Botox y anticuerpos, listos para el mundo post covid

Se apodó el «Doctor Hamptons» y desde su sede en East End ofreció tratamientos poco invasivos sin necesidad de que los pacientes salieran de sus mansiones

Miles AstrayDreamstime

Después de tres meses confinados, por fin este domingo 21 termina el estado de alarma en España. Hemos sobrevivido a la primera ola del nuevo coronavirus pero, ¿hemos aprovechado las oportunidades que nos brindó el confinamiento?

Al volver a encontrarnos, comprobamos a quién le ha cundido el tiempo durante la pandemia. Alguno, muy aplicado, aprendió un nuevo idioma. Otros han completado cursos online tan curiosos como «Aprendiendo a aprender». Los nuevos cocineros merecen capítulo aparte, pues han logrado un nivel culinario muy superior al que tenían antes del coronavirus. También tenemos amigos más superficiales que se han entregado a las aptitudes físicas y los cánones de belleza: pieles bronceadas, desaparición de la barriga, botox y algún que otro retoque facial que ahora somos incapaces de advertir.

En lo peor de la pandemia, cuando los números en la Gran Manzana no eran nada alentadores, los neoyorquinos ricos huyeron a sus mansiones en los Hamptons, una espléndida zona costera y vacacional de la cercana Long Island. También hubo quien, sin segunda residencia, comenzó a pagar alquileres a tenor de 30.000 dólares al mes con tal de vivir en un espacio privilegiado.

El doctor Alexander Golberg habla maravillas de este exclusivo rincón al norte de Nueva York que esta primavera está más poblado que nunca. Ante el cierre de sus clínicas estéticas en Brooklyn y Manhattan y la psicosis, este médico transformó su metodología de trabajo y sus servicios. Golberg ha demostrado una extraordinaria capacidad de adaptación al medio en tiempos de covid-19.

Se apodó el «Doctor Hamptons» y desde su sede en East End ofreció tratamientos poco invasivos sin necesidad de que los pacientes salieran de sus casas refugio. Él mismo se desplazaba a las lujosas viviendas. También dio la opción de realizar pruebas de SARS-Cov-2 directamente en las mansiones. «Hago los tres, el test IGG/IGM, para saber si tienen anticuerpos, el hisopo nasal para comprobar si son positivos, y un análisis de sangre para detectar anticuerpos (que no se ven en la prueba IGG/IGM)», confiesa Golberg.

«Muchos de los vecinos de los Hamptons tenían pánico a ir a un hospital de Nueva York o a un centro de salud a hacerse las pruebas».

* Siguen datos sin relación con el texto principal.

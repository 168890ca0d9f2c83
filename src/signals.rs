use tokio::sync::broadcast;
use tracing::{error, info};

#[cfg(unix)]
use tokio::signal::unix::{signal, SignalKind};

/// Shutdown signal types
#[derive(Debug, Clone, Copy, PartialEq, Eq)]
pub enum ShutdownSignal {
    /// Graceful shutdown (drain connections, stop the worker, finish background tasks)
    Graceful,
}

/// Create the shutdown channel shared by the server, the drain worker and tests
pub fn shutdown_channel() -> broadcast::Sender<ShutdownSignal> {
    let (shutdown_tx, _) = broadcast::channel(16);
    shutdown_tx
}

/// Setup signal handlers for the server
///
/// SIGTERM and SIGINT are turned into a [`ShutdownSignal::Graceful`] on
/// `shutdown_tx`. Returns the join handle of the listening task.
#[cfg(unix)]
pub fn setup_signal_handlers(
    shutdown_tx: broadcast::Sender<ShutdownSignal>,
) -> tokio::task::JoinHandle<()> {
    tokio::spawn(async move {
        let (mut sigterm, mut sigint) =
            match (signal(SignalKind::terminate()), signal(SignalKind::interrupt())) {
                (Ok(sigterm), Ok(sigint)) => (sigterm, sigint),
                (Err(e), _) | (_, Err(e)) => {
                    error!("Failed to install signal handlers: {}", e);
                    return;
                }
            };

        tokio::select! {
            _ = sigterm.recv() => {
                info!("SIGTERM received, initiating graceful shutdown");
            }
            _ = sigint.recv() => {
                info!("SIGINT received, initiating graceful shutdown");
            }
        }
        let _ = shutdown_tx.send(ShutdownSignal::Graceful);
    })
}

/// Windows: only Ctrl+C is supported
#[cfg(not(unix))]
pub fn setup_signal_handlers(
    shutdown_tx: broadcast::Sender<ShutdownSignal>,
) -> tokio::task::JoinHandle<()> {
    tokio::spawn(async move {
        match tokio::signal::ctrl_c().await {
            Ok(()) => {
                info!("Ctrl+C received, initiating shutdown");
                let _ = shutdown_tx.send(ShutdownSignal::Graceful);
            }
            Err(e) => {
                error!("Failed to listen for Ctrl+C: {}", e);
            }
        }
    })
}

#[cfg(test)]
mod tests {
    use super::*;

    #[tokio::test]
    async fn test_shutdown_reaches_every_subscriber() {
        let shutdown_tx = shutdown_channel();
        let handle = setup_signal_handlers(shutdown_tx.clone());

        let mut server_rx = shutdown_tx.subscribe();
        let mut worker_rx = shutdown_tx.subscribe();

        shutdown_tx.send(ShutdownSignal::Graceful).unwrap();

        assert_eq!(server_rx.recv().await.unwrap(), ShutdownSignal::Graceful);
        assert_eq!(worker_rx.recv().await.unwrap(), ShutdownSignal::Graceful);
        handle.abort();
    }
}
use anyhow::{Context, Result};
use colored::Colorize;
use error_logs::{
    backend::QueueBackend,
    config::{Config, QueueConfig},
    server,
    store::SqliteStore,
};
use std::path::Path;
use tracing::info;

/// Execute the check command
///
/// Validates the configuration (already done while loading), then opens
/// the database and connects the queue backend without starting the server.
pub async fn execute(path: &Path, cfg: Config) -> Result<()> {
    println!("{}", "Checking configuration...".yellow());
    info!(path = %path.display(), "Configuration loaded and validated");

    println!("{}", "✓ Configuration valid".green());
    println!();

    println!("{}", "Configuration Summary:".bold());
    println!("  {}: {}:{}", "Server".cyan(), cfg.server.host, cfg.server.port);
    println!("  {}: {}", "Log Level".cyan(), cfg.server.log_level);
    println!("  {}: {}", "Log Format".cyan(), cfg.server.log_format);
    println!("  {}: {}", "Database".cyan(), cfg.database.url);
    let queue = match &cfg.queue {
        QueueConfig::Redis { url, pool_size } => format!("redis ({}, pool {})", url, pool_size),
        QueueConfig::Memory => "memory".to_string(),
    };
    println!("  {}: {}", "Queue Backend".cyan(), queue);
    println!(
        "  {}: list {}s, stats {}s",
        "Cache TTL".cyan(),
        cfg.cache.list_ttl_seconds,
        cfg.cache.stats_ttl_seconds
    );
    println!(
        "  {}: {}",
        "API Key Auth".cyan(),
        if cfg.auth.enabled {
            "enabled".green()
        } else {
            "disabled".red()
        }
    );
    println!();

    server::ensure_database_dir(&cfg.database.url)?;
    SqliteStore::new(&cfg.database.url, 1)
        .await
        .with_context(|| format!("Database check failed for {}", cfg.database.url))?;
    println!("{}", "✓ Database reachable, migrations applied".green());

    let backend = server::connect_backend(&cfg.queue).await?;
    backend.ping().await.context("Queue backend ping failed")?;
    println!("{}", "✓ Queue backend reachable".green());

    Ok(())
}
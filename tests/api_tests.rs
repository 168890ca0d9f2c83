/// HTTP surface tests driven through the router with `oneshot`
mod common;

use std::sync::Arc;

use axum::{
    body::{to_bytes, Body},
    http::{Request, StatusCode},
    Router,
};
use serde_json::{json, Value};
use tower::ServiceExt;
use uuid::Uuid;

use common::{memory_store, pipeline};
use error_logs::{
    auth::hash_api_key,
    backend::MemoryBackend,
    handlers::AppState,
    server::create_router,
    store::ApiKeyStore,
};

const API_KEY: &str = "el_test_key";

async fn test_app(auth_enabled: bool) -> Router {
    let store = Arc::new(memory_store().await);
    store
        .create_api_key("tests", &hash_api_key(API_KEY), None)
        .await
        .unwrap();

    let backend = Arc::new(MemoryBackend::new());
    let (service, _worker) = pipeline(store.clone(), backend.clone());

    let state = AppState {
        service,
        api_keys: store,
        backend,
        auth_enabled,
    };
    let recorder = metrics_exporter_prometheus::PrometheusBuilder::new().build_recorder();

    create_router(state, Arc::new(recorder.handle()))
}

fn post_error(body: Value, api_key: Option<&str>) -> Request<Body> {
    let mut builder = Request::builder()
        .method("POST")
        .uri("/api/errors")
        .header("content-type", "application/json");
    if let Some(key) = api_key {
        builder = builder.header("X-API-Key", key);
    }
    builder.body(Body::from(body.to_string())).unwrap()
}

fn request(method: &str, uri: &str) -> Request<Body> {
    Request::builder()
        .method(method)
        .uri(uri)
        .body(Body::empty())
        .unwrap()
}

async fn json_body(response: axum::response::Response) -> Value {
    let bytes = to_bytes(response.into_body(), usize::MAX).await.unwrap();
    serde_json::from_slice(&bytes).unwrap()
}

#[tokio::test]
async fn test_health_is_public() {
    let app = test_app(true).await;

    let response = app.oneshot(request("GET", "/health")).await.unwrap();

    assert_eq!(response.status(), StatusCode::OK);
    assert_eq!(json_body(response).await["status"], "healthy");
}

#[tokio::test]
async fn test_create_requires_api_key() {
    let app = test_app(true).await;

    let missing = app
        .clone()
        .oneshot(post_error(json!({"message": "boom"}), None))
        .await
        .unwrap();
    assert_eq!(missing.status(), StatusCode::UNAUTHORIZED);
    assert_eq!(json_body(missing).await["error"]["type"], "unauthorized");

    let wrong = app
        .oneshot(post_error(json!({"message": "boom"}), Some("el_wrong")))
        .await
        .unwrap();
    assert_eq!(wrong.status(), StatusCode::UNAUTHORIZED);
}

#[tokio::test]
async fn test_create_with_key_returns_created_record() {
    let app = test_app(true).await;

    let req = Request::builder()
        .method("POST")
        .uri("/api/errors")
        .header("content-type", "application/json")
        .header("X-API-Key", API_KEY)
        .header("User-Agent", "sdk/1.0")
        .header("X-Forwarded-For", "203.0.113.7, 10.0.0.1")
        .body(Body::from(json!({"message": "NPE", "level": "error"}).to_string()))
        .unwrap();

    let response = app.clone().oneshot(req).await.unwrap();
    assert_eq!(response.status(), StatusCode::CREATED);

    let body = json_body(response).await;
    assert_eq!(body["message"], "NPE");
    assert_eq!(body["source"], "unknown");
    assert_eq!(body["environment"], "production");
    assert_eq!(body["resolved"], false);
    assert_eq!(body["count"], 1);
    assert_eq!(body["user_agent"], "sdk/1.0");
    assert_eq!(body["ip_address"], "203.0.113.7");
    assert_eq!(body["context"], json!({}));
    assert_eq!(body["fingerprint"].as_str().unwrap().len(), 16);

    let recent = app
        .oneshot(request("GET", "/api/errors/recent?limit=5"))
        .await
        .unwrap();
    assert_eq!(recent.status(), StatusCode::OK);
    let recent = json_body(recent).await;
    assert_eq!(recent[0]["id"], body["id"]);
}

#[tokio::test]
async fn test_create_rejects_bad_payloads() {
    let app = test_app(true).await;

    let bad_json = Request::builder()
        .method("POST")
        .uri("/api/errors")
        .header("content-type", "application/json")
        .header("X-API-Key", API_KEY)
        .body(Body::from("{not json"))
        .unwrap();
    let response = app.clone().oneshot(bad_json).await.unwrap();
    assert_eq!(response.status(), StatusCode::BAD_REQUEST);

    let no_message = app
        .oneshot(post_error(json!({"level": "error"}), Some(API_KEY)))
        .await
        .unwrap();
    assert_eq!(no_message.status(), StatusCode::BAD_REQUEST);
    assert_eq!(json_body(no_message).await["error"]["type"], "bad_request");
}

#[tokio::test]
async fn test_auth_can_be_disabled() {
    let app = test_app(false).await;

    let response = app
        .oneshot(post_error(json!({"message": "open ingest"}), None))
        .await
        .unwrap();

    assert_eq!(response.status(), StatusCode::CREATED);
}

#[tokio::test]
async fn test_get_error_by_id_status_codes() {
    let app = test_app(true).await;

    let malformed = app
        .clone()
        .oneshot(request("GET", "/api/errors/not-a-uuid"))
        .await
        .unwrap();
    assert_eq!(malformed.status(), StatusCode::BAD_REQUEST);

    let missing = app
        .oneshot(request("GET", &format!("/api/errors/{}", Uuid::new_v4())))
        .await
        .unwrap();
    assert_eq!(missing.status(), StatusCode::NOT_FOUND);
    assert_eq!(json_body(missing).await["error"]["type"], "not_found");
}

#[tokio::test]
async fn test_resolve_and_delete_status_codes() {
    let app = test_app(true).await;

    let resolve_missing = app
        .clone()
        .oneshot(request("PUT", &format!("/api/errors/{}/resolve", Uuid::new_v4())))
        .await
        .unwrap();
    assert_eq!(resolve_missing.status(), StatusCode::NOT_FOUND);

    let delete = app
        .oneshot(request("DELETE", &format!("/api/errors/{}", Uuid::new_v4())))
        .await
        .unwrap();
    assert_eq!(delete.status(), StatusCode::NO_CONTENT);
}

#[tokio::test]
async fn test_list_and_stats_shapes() {
    let app = test_app(true).await;

    let list = app
        .clone()
        .oneshot(request("GET", "/api/errors?limit=500&offset=-3&level=error"))
        .await
        .unwrap();
    assert_eq!(list.status(), StatusCode::OK);
    let list = json_body(list).await;
    assert_eq!(list["limit"], 50);
    assert_eq!(list["page"], 1);
    assert_eq!(list["total"], 0);
    assert_eq!(list["errors"], json!([]));

    let stats = app.oneshot(request("GET", "/api/stats")).await.unwrap();
    assert_eq!(stats.status(), StatusCode::OK);
    let stats = json_body(stats).await;
    for field in [
        "total_errors",
        "resolved_errors",
        "errors_today",
        "errors_this_week",
        "errors_this_month",
    ] {
        assert_eq!(stats[field], 0, "{}", field);
    }
}

#[tokio::test]
async fn test_readiness_reports_backend() {
    let app = test_app(true).await;

    let response = app.oneshot(request("GET", "/ready")).await.unwrap();

    assert_eq!(response.status(), StatusCode::OK);
}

Golberg explica por teléfono que «trabajar se volvió más complicado. La gente se quedó en casa, recelaban de salir fuera, sobre todo al principio». El doctor defiende que «el Botox y los liftings siempre vienen bien». Además, «después de pasar tanto tiempo confinados, muchos de mis pacientes se han deprimido. Verse mejor puede ayudar a que se sientan mejor. Siempre da energía positiva».

Asimismo, Golberg reconoce que «hay mucha gente que trabaja desde casa y tiene reuniones en Facetime, Zoom... y cuando están hablando durante las conferencias, se miran a sí mismos: se ven en la pantalla y no les gusta lo que ven. Han empezado a ver más arrugas y quieren arreglarlo lo antes posible».

Algunos de los pacientes de Golberg «ya están hartos de tenerle miedo al virus y quieren volver a la normalidad. También quieren verse y sentirse mejor». Por eso el doctor estaba esperanzado con la reapertura de Nueva York, para así volver a realizar tratamientos estéticos de mayor calado imposibles de hacer en las hermosas casas de Los Hamptons.